▸ Exercise instructions
Take each line of the records below that contains the string "unreadable" and copy it.

Material for this exercise below:

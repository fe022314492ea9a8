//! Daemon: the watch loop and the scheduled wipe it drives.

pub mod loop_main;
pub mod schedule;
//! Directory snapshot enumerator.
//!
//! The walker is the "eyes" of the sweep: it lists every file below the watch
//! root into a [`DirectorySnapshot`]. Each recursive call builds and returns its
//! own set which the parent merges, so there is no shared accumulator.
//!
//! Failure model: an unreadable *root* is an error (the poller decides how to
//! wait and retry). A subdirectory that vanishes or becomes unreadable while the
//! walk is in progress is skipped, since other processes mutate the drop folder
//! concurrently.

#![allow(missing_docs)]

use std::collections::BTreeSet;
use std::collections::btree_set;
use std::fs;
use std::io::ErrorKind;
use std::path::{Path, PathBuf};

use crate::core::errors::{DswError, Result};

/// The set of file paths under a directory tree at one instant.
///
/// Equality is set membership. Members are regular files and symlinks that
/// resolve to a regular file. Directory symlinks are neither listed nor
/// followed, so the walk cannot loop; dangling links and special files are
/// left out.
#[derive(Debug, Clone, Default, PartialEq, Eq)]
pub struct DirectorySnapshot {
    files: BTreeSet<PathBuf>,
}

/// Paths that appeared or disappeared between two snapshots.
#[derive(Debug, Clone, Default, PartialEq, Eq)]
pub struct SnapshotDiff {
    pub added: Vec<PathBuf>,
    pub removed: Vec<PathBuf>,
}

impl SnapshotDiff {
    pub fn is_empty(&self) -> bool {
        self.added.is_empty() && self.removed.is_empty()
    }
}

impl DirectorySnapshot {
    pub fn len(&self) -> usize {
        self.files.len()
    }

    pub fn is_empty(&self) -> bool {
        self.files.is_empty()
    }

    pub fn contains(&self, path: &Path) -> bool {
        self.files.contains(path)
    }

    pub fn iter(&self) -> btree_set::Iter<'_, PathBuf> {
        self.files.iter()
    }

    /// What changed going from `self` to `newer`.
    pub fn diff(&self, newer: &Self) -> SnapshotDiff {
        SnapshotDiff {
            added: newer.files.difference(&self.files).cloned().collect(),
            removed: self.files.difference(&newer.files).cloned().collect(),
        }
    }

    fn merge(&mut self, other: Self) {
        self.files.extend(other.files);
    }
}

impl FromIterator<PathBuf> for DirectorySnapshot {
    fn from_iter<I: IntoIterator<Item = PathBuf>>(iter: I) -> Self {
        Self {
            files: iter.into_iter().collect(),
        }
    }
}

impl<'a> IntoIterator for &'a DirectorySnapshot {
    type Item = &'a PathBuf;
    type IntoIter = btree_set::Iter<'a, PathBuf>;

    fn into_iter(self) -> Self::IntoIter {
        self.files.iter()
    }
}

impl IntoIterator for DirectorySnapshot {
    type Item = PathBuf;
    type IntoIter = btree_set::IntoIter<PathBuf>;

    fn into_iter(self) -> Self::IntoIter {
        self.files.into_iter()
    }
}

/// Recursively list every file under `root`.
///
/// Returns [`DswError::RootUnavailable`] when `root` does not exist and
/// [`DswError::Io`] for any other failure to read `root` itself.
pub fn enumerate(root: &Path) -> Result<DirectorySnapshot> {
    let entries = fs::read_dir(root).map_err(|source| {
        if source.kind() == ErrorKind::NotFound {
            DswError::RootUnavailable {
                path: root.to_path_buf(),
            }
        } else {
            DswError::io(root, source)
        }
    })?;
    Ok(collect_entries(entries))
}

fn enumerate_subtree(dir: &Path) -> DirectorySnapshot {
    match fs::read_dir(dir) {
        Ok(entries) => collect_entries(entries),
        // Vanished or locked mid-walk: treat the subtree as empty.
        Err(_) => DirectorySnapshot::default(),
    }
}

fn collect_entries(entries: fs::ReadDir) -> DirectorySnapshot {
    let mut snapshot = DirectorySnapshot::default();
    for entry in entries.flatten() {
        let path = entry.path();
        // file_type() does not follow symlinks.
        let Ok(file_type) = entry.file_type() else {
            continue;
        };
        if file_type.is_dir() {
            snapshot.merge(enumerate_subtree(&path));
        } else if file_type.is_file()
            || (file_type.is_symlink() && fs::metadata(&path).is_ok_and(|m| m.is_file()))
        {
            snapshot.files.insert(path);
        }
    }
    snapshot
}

End of Material for this exercise.
Material for this exercise below:

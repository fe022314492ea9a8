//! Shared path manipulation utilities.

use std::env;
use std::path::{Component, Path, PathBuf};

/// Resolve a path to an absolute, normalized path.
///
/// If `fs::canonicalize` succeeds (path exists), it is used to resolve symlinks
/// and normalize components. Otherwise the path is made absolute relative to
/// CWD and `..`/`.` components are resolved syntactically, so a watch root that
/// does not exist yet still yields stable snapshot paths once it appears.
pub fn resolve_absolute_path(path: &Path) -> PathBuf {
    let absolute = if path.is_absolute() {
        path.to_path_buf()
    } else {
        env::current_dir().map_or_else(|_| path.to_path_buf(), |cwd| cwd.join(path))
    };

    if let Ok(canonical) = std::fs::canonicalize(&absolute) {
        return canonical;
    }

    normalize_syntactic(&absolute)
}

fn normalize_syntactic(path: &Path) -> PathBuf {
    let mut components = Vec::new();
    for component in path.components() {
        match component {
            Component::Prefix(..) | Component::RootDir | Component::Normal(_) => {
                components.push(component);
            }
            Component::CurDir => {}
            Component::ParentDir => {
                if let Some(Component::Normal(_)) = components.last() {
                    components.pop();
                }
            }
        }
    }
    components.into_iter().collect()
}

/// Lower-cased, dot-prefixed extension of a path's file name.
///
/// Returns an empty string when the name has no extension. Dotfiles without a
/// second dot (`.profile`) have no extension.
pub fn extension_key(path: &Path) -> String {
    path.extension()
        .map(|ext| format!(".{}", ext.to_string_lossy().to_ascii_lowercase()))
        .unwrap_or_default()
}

End of Material for this exercise.

▸ Task answer
//! Failure model: an unreadable *root* is an error (the poller decides how to
//! wait and retry). A subdirectory that vanishes or becomes unreadable while the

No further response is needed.